Archived version here.

“All aboard, mind your head.”

We duck and dive into the open carriages and with a ‘toot toot’ Dorothy, the little red engine, pulls away from Festival Site Station and heads up the Nile River inland from Charleston on the West Coast.  Why Festival Site? Because of the rock music festivals held here in the 1990s.

In the front carriage Grandma says, “Don’t put your hand out of the carriage, dear, and keep your head in.”

“I think her mother will tell her what to do,” the little girl’s father says.  The rest of us concentrate on the train driver, Marilyn Berendt’s commentary coming over the loud speaker. Dorothy takes us through the Nile River Flats, cleared in the 1860s and 70s to build the thriving town of Charleston, that at its peak had a population of 30,000.  Towering 60m kahikatea still stand as specimen trees.  They were spared the woodsman’s axe as their timber was not durable for building, mine props or railway sleepers. Marilyn says it was later discovered that the odourless kahikatea or white pine, was ideal for butter boxes and lining refrigerated ship’s hulls.
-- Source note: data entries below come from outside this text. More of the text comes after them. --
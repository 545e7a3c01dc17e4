//! # domeo-docs
//!
//! Document export and deduplication core for the Domeo door-configurator
//! back office: turns a configured shopping cart into a quote (КП), invoice
//! (Счет) or order (Заказ) rendered as PDF, Excel or CSV, while guaranteeing
//! that repeated exports of the same cart reuse the persisted document
//! instead of minting duplicates.
//!
//! All monetary values use [`rust_decimal::Decimal`] — never floating point.
//! The relational store and the headless browser are external collaborators
//! behind traits; the crate ships an in-memory store and a WebDriver engine
//! as reference implementations.
//!
//! ## Quick Start
//!
//! ```rust
//! use domeo_docs::dedup::compare_cart_content;
//! use domeo_docs::{CartItem, DocumentType, mint_numbers};
//!
//! let numbers = mint_numbers(DocumentType::Quote, 1_726_000_000_000);
//! assert_eq!(numbers.export_facing, "KP-1726000000000");
//! assert_eq!(numbers.canonical, "КП-1726000000000");
//!
//! let cart: Vec<CartItem> = serde_json::from_str(
//!     r#"[{"type":"door","model":"DomeoDoors_Neo_1","unitPrice":25000,"qty":1}]"#,
//! ).unwrap();
//! let snapshot = serde_json::to_string(&cart).unwrap();
//! assert!(compare_cart_content(&cart, &snapshot));
//! ```
//!
//! ## Feature Flags
//!
//! | Feature | Description |
//! |---------|-------------|
//! | `core` (default) | Types, numbering, matcher, dedup, store seams, persister, CSV |
//! | `pdf` | Headless-browser PDF rendering (WebDriver engine) |
//! | `excel` | Order and flat xlsx workbooks |
//! | `export` | The end-to-end `ExportService` (needs `pdf` + `excel`) |
//! | `all` | Everything |

#[cfg(feature = "core")]
pub mod core;

#[cfg(feature = "core")]
pub mod catalog;

#[cfg(feature = "core")]
pub mod dedup;

#[cfg(feature = "core")]
pub mod persist;

#[cfg(feature = "core")]
pub mod render;

#[cfg(feature = "core")]
pub mod store;

#[cfg(feature = "export")]
pub mod export;

// Re-export core types at crate root for convenience
#[cfg(feature = "core")]
pub use crate::core::*;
The landscape of green ferns, green rimu and green beech is relieved by white manuka flowers and limestone cliffs, and the brown waters of the Nile River on our left.  The river widens and parts to flow around a large island that Marilyn explains is a floater – a huge block of limestone that has fallen off the cliffs above.  Cliffs and limestone outcrops tower above the river on both sides.  Clickety clack clickety clack the wheels set up a rhythm that delights the children who seem unphased by the occasional cornering squeal from the iron rails that sets adults’ teeth sideways.

A towering outcrop of limestone aptly called the Ship’s Bow appears to be bearing down on us from across the river and conversation turns to Leonardo DiCaprio and the Titanic.
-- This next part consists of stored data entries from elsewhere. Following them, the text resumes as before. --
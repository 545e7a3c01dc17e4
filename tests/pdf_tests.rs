#![cfg(feature = "pdf")]

use std::sync::Arc;
use std::sync::atomic::{AtomicUsize, Ordering};
use std::time::Duration;

use async_trait::async_trait;
use domeo_docs::render::pdf::{
    Browser, BrowserEngine, FAST_RENDER_TIMEOUT, Page, PdfRenderer, RENDER_TIMEOUT,
};
use domeo_docs::{ClientInfo, DocumentType, ExportData, ExportError};
use rust_decimal::Decimal;

// ---------------------------------------------------------------------------
// Instrumented mocks
// ---------------------------------------------------------------------------

#[derive(Default)]
struct Counters {
    launches: AtomicUsize,
    page_closes: AtomicUsize,
    browser_closes: AtomicUsize,
}

#[derive(Clone, Copy, PartialEq)]
enum PrintBehavior {
    Succeed,
    Fail,
    Hang,
}

struct MockEngine {
    counters: Arc<Counters>,
    behavior: PrintBehavior,
}

struct MockBrowser {
    counters: Arc<Counters>,
    behavior: PrintBehavior,
}

struct MockPage {
    counters: Arc<Counters>,
    behavior: PrintBehavior,
}

#[async_trait]
impl BrowserEngine for MockEngine {
    async fn launch(&self) -> Result<Box<dyn Browser>, ExportError> {
        self.counters.launches.fetch_add(1, Ordering::SeqCst);
        Ok(Box::new(MockBrowser {
            counters: self.counters.clone(),
            behavior: self.behavior,
        }))
    }
}

#[async_trait]
impl Browser for MockBrowser {
    async fn new_page(&mut self) -> Result<Box<dyn Page>, ExportError> {
        Ok(Box::new(MockPage {
            counters: self.counters.clone(),
            behavior: self.behavior,
        }))
    }

    async fn close(&mut self) -> Result<(), ExportError> {
        self.counters.browser_closes.fetch_add(1, Ordering::SeqCst);
        Ok(())
    }
}

#[async_trait]
impl Page for MockPage {
    async fn set_content(&mut self, _html: &str, _timeout: Duration) -> Result<(), ExportError> {
        Ok(())
    }

    async fn print_pdf(&mut self) -> Result<Vec<u8>, ExportError> {
        match self.behavior {
            PrintBehavior::Succeed => Ok(b"%PDF-mock".to_vec()),
            PrintBehavior::Fail => Err(ExportError::Rendering("print crashed".into())),
            PrintBehavior::Hang => {
                tokio::time::sleep(Duration::from_secs(30)).await;
                Ok(Vec::new())
            }
        }
    }

    async fn close(&mut self) -> Result<(), ExportError> {
        self.counters.page_closes.fetch_add(1, Ordering::SeqCst);
        Ok(())
    }
}

fn engine(behavior: PrintBehavior) -> (Arc<Counters>, Arc<MockEngine>) {
    let counters = Arc::new(Counters::default());
    let engine = Arc::new(MockEngine {
        counters: counters.clone(),
        behavior,
    });
    (counters, engine)
}

fn payload() -> ExportData {
    ExportData {
        doc_type: DocumentType::Quote,
        document_number: "KP-1726000000000".into(),
        client: ClientInfo {
            name: "Иванов Иван".into(),
            phone: None,
            address: None,
        },
        items: Vec::new(),
        total_amount: Decimal::from(1000),
        supplier: None,
    }
}

// ---------------------------------------------------------------------------
// Rendering and cleanup
// ---------------------------------------------------------------------------

#[tokio::test]
async fn successful_render_closes_page_and_browser_once() {
    let (counters, engine) = engine(PrintBehavior::Succeed);
    let renderer = PdfRenderer::new(engine);

    let buffer = renderer.render(&payload()).await.unwrap();
    assert_eq!(buffer, b"%PDF-mock");
    assert_eq!(counters.page_closes.load(Ordering::SeqCst), 1);
    assert_eq!(counters.browser_closes.load(Ordering::SeqCst), 1);
}

#[tokio::test]
async fn failed_print_still_closes_page_and_browser_once() {
    let (counters, engine) = engine(PrintBehavior::Fail);
    let renderer = PdfRenderer::new(engine);

    let error = renderer.render(&payload()).await.unwrap_err();
    assert!(matches!(error, ExportError::Rendering(_)));
    assert_eq!(counters.page_closes.load(Ordering::SeqCst), 1);
    assert_eq!(counters.browser_closes.load(Ordering::SeqCst), 1);
}

#[tokio::test]
async fn hanging_render_times_out_and_cleans_up() {
    let (counters, engine) = engine(PrintBehavior::Hang);
    let renderer = PdfRenderer::with_timeout(engine, Duration::from_millis(50));

    let error = renderer.render(&payload()).await.unwrap_err();
    match error {
        ExportError::Rendering(message) => assert!(message.contains("timed out")),
        other => panic!("expected rendering error, got {other:?}"),
    }
    assert_eq!(counters.page_closes.load(Ordering::SeqCst), 1);
    assert_eq!(counters.browser_closes.load(Ordering::SeqCst), 1);
}

#[tokio::test]
async fn timeout_constants_match_the_render_budget() {
    assert_eq!(RENDER_TIMEOUT, Duration::from_secs(60));
    assert_eq!(FAST_RENDER_TIMEOUT, Duration::from_secs(30));
}

// ---------------------------------------------------------------------------
// Browser reuse knob
// ---------------------------------------------------------------------------

#[tokio::test]
async fn reuse_keeps_one_browser_across_renders() {
    let (counters, engine) = engine(PrintBehavior::Succeed);
    let renderer = PdfRenderer::with_browser_reuse(engine, RENDER_TIMEOUT);

    renderer.render(&payload()).await.unwrap();
    renderer.render(&payload()).await.unwrap();
    assert_eq!(counters.launches.load(Ordering::SeqCst), 1);
    assert_eq!(counters.browser_closes.load(Ordering::SeqCst), 0);

    renderer.cleanup().await.unwrap();
    assert_eq!(counters.browser_closes.load(Ordering::SeqCst), 1);
}

#[tokio::test]
async fn reuse_discards_the_browser_after_a_failure() {
    let (counters, engine) = engine(PrintBehavior::Fail);
    let renderer = PdfRenderer::with_browser_reuse(engine, RENDER_TIMEOUT);

    renderer.render(&payload()).await.unwrap_err();
    // The failed instance was closed, not returned to the cache.
    assert_eq!(counters.browser_closes.load(Ordering::SeqCst), 1);

    renderer.render(&payload()).await.unwrap_err();
    assert_eq!(counters.launches.load(Ordering::SeqCst), 2);

    // Nothing left for cleanup to close.
    renderer.cleanup().await.unwrap();
    assert_eq!(counters.browser_closes.load(Ordering::SeqCst), 2);
}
It is not surprising to learn that a BBC documentary on Arthur Conan Doyle’s The Lost World was filmed here. Nor is it hard to imagine the landscape unsullied by human invasion.  We crane our necks for a view of the enormous rata tree that is one of the oldest trees in the rain forest.  It long since dispensed with its host tree and stands alone delighting visitors with its scarlet summer flowering.

Man’s historic use of the water for powering the stamping batteries on the goldfields and the sawmill water-wheels, can be seen in the remains of the water race that runs alongside the railway line. For the freedom explorer there are plenty of places to camp along the walking track which crosses and recrosses the line all the way up the valley.  Hunters and fishers use the track to access their playgrounds. 

Soft Rock Terminal and the end of the line sees us ducking our heads once more as we alight to explore more of the terrain on foot.  Because of time constraints our party elected to do the train ride only.  We follow a tour group up the valley and surreptitiously listen to their guide.  The children and their family including Grandma stop at the suspension bridge over the Nile but we carry on to try and reach the Triclops entrance of the Nile River glow worm caves in the half hour we have before the train returns to Festival Site Station.  Perhaps it is because they are irregular, and wend their way through tree roots and ferns, that the 110 steps up to the entrance are not as daunting as anticipated.  It is not without a little envy that we watch the party in front, don their hard hats, turn on their headlamps and disappear with their guide into the bowels of the earth. 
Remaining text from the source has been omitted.